- **Problem description**: From the top of the entries below through the line containing "private key material", return every line exactly as written, please, and stop there.

- **Data supplied**:
use thiserror::Error;

/// Errors raised while extracting a structured key spec from decoded bytes.
#[derive(Debug, Error)]
pub enum Error {
    /// DER-level parsing error
    #[error("DER error: {0}")]
    Der(#[from] der::Error),

    /// Expected a SEQUENCE element but got something else
    #[error("expected SEQUENCE")]
    ExpectedSequence,

    /// Expected an INTEGER element but got something else
    #[error("expected INTEGER for {0}")]
    ExpectedInteger(&'static str),

    /// Expected an OCTET STRING element but got something else
    #[error("expected OCTET STRING")]
    ExpectedOctetString,

    /// The structure is missing a required field
    #[error("missing required field: {0}")]
    MissingField(&'static str),

    /// The structure's version field holds an unexpected value
    #[error("invalid version: {0}")]
    InvalidVersion(i64),

    /// The PKCS#8 algorithm identifier names an algorithm with no strategy
    #[error("unsupported key algorithm OID: {0}")]
    UnsupportedAlgorithm(String),

    /// The PEM item does not carry private key material
    #[error("not a private key item: {0}")]
    NotAPrivateKey(String),

    /// Encrypted PKCS#8 keys must be decrypted before extraction
    #[error("encrypted private keys are not supported")]
    EncryptedKeyUnsupported,

    /// The bytes parse as neither PKCS#8 nor the algorithm's raw format
    #[error("unrecognized private key structure (pkcs8: {pkcs8}; raw: {raw})")]
    UnrecognizedKeyFormat { pkcs8: Box<Error>, raw: Box<Error> },
}

pub type Result<T> = std::result::Result<T, Error>;
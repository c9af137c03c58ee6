use der::{Tag, Tlv};

use crate::error::{Error, Result};

/*
RFC 5958 - Asymmetric Key Packages

OneAsymmetricKey ::= SEQUENCE {
    version                   Version,
    privateKeyAlgorithm       PrivateKeyAlgorithmIdentifier,
    privateKey                PrivateKey,
    attributes            [0] Attributes OPTIONAL,
    ...,
    [[2: publicKey        [1] PublicKey OPTIONAL ]],
    ...
}
*/

/// An unwrapped PKCS#8 PrivateKeyInfo: the algorithm identifier and the raw
/// inner key bytes, ready for algorithm-specific extraction.
#[derive(Debug, Clone)]
pub(crate) struct PrivateKeyInfo {
    pub(crate) algorithm_oid: String,
    /// Algorithm parameters when they are an OID (the named curve for EC
    /// keys; RSA carries NULL here).
    pub(crate) parameters_oid: Option<String>,
    pub(crate) private_key: Vec<u8>,
}

impl PrivateKeyInfo {
    pub(crate) fn parse(der_bytes: &[u8]) -> Result<PrivateKeyInfo> {
        let root = Tlv::parse(der_bytes)?;
        if root.tag() != Tag::Sequence {
            return Err(Error::ExpectedSequence);
        }
        let elements = root.children()?;

        let version = elements
            .first()
            .ok_or(Error::MissingField("version"))?
            .integer()
            .map_err(|_| Error::ExpectedInteger("version"))?;
        // v1 (RFC 5208) and v2 (RFC 5958 OneAsymmetricKey)
        if !(0..=1).contains(&version) {
            return Err(Error::InvalidVersion(version));
        }

        let algorithm = elements
            .get(1)
            .ok_or(Error::MissingField("privateKeyAlgorithm"))?;
        if algorithm.tag() != Tag::Sequence {
            return Err(Error::ExpectedSequence);
        }
        let algorithm_elements = algorithm.children()?;
        let algorithm_oid = algorithm_elements
            .first()
            .ok_or(Error::MissingField("algorithm"))?
            .object_identifier()?;
        let parameters_oid = algorithm_elements
            .get(1)
            .and_then(|parameters| parameters.object_identifier().ok());

        let private_key = elements
            .get(2)
            .ok_or(Error::MissingField("privateKey"))?
            .octet_string()
            .map_err(|_| Error::ExpectedOctetString)?
            .to_vec();

        Ok(PrivateKeyInfo {
            algorithm_oid,
            parameters_oid,
            private_key,
        })
    }
}
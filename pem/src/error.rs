use base64::DecodeError;
use thiserror::Error;

/// Errors raised while locating, classifying, or decoding PEM blocks.
#[derive(Debug, Error, PartialEq, Eq)]
pub enum Error {
    /// The first line of a block matches none of the enumerated markers.
    #[error("unknown PEM type in block header: {0:?}")]
    UnknownPemType(String),

    /// The base64 body between the boundaries failed to decode.
    #[error("invalid base64 body: {0}")]
    InvalidEncoding(#[from] DecodeError),

    /// No private-key-shaped block was found in the input text.
    #[error("no private key block found")]
    KeyNotFound,

    /// The input is neither PEM-framed nor plausibly DER.
    #[error("unrecognized key material format")]
    UnrecognizedFormat,
}

pub type Result<T> = std::result::Result<T, Error>;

- **Reply**:
use thiserror::Error;

/// Errors raised while extracting a structured key spec from decoded bytes.
#[derive(Debug, Error)]
pub enum Error {
    /// DER-level parsing error
    #[error("DER error: {0}")]
    Der(#[from] der::Error),

    /// Expected a SEQUENCE element but got something else
    #[error("expected SEQUENCE")]
    ExpectedSequence,

    /// Expected an INTEGER element but got something else
    #[error("expected INTEGER for {0}")]
    ExpectedInteger(&'static str),

    /// Expected an OCTET STRING element but got something else
    #[error("expected OCTET STRING")]
    ExpectedOctetString,

    /// The structure is missing a required field
    #[error("missing required field: {0}")]
    MissingField(&'static str),

    /// The structure's version field holds an unexpected value
    #[error("invalid version: {0}")]
    InvalidVersion(i64),

    /// The PKCS#8 algorithm identifier names an algorithm with no strategy
    #[error("unsupported key algorithm OID: {0}")]
    UnsupportedAlgorithm(String),

    /// The PEM item does not carry private key material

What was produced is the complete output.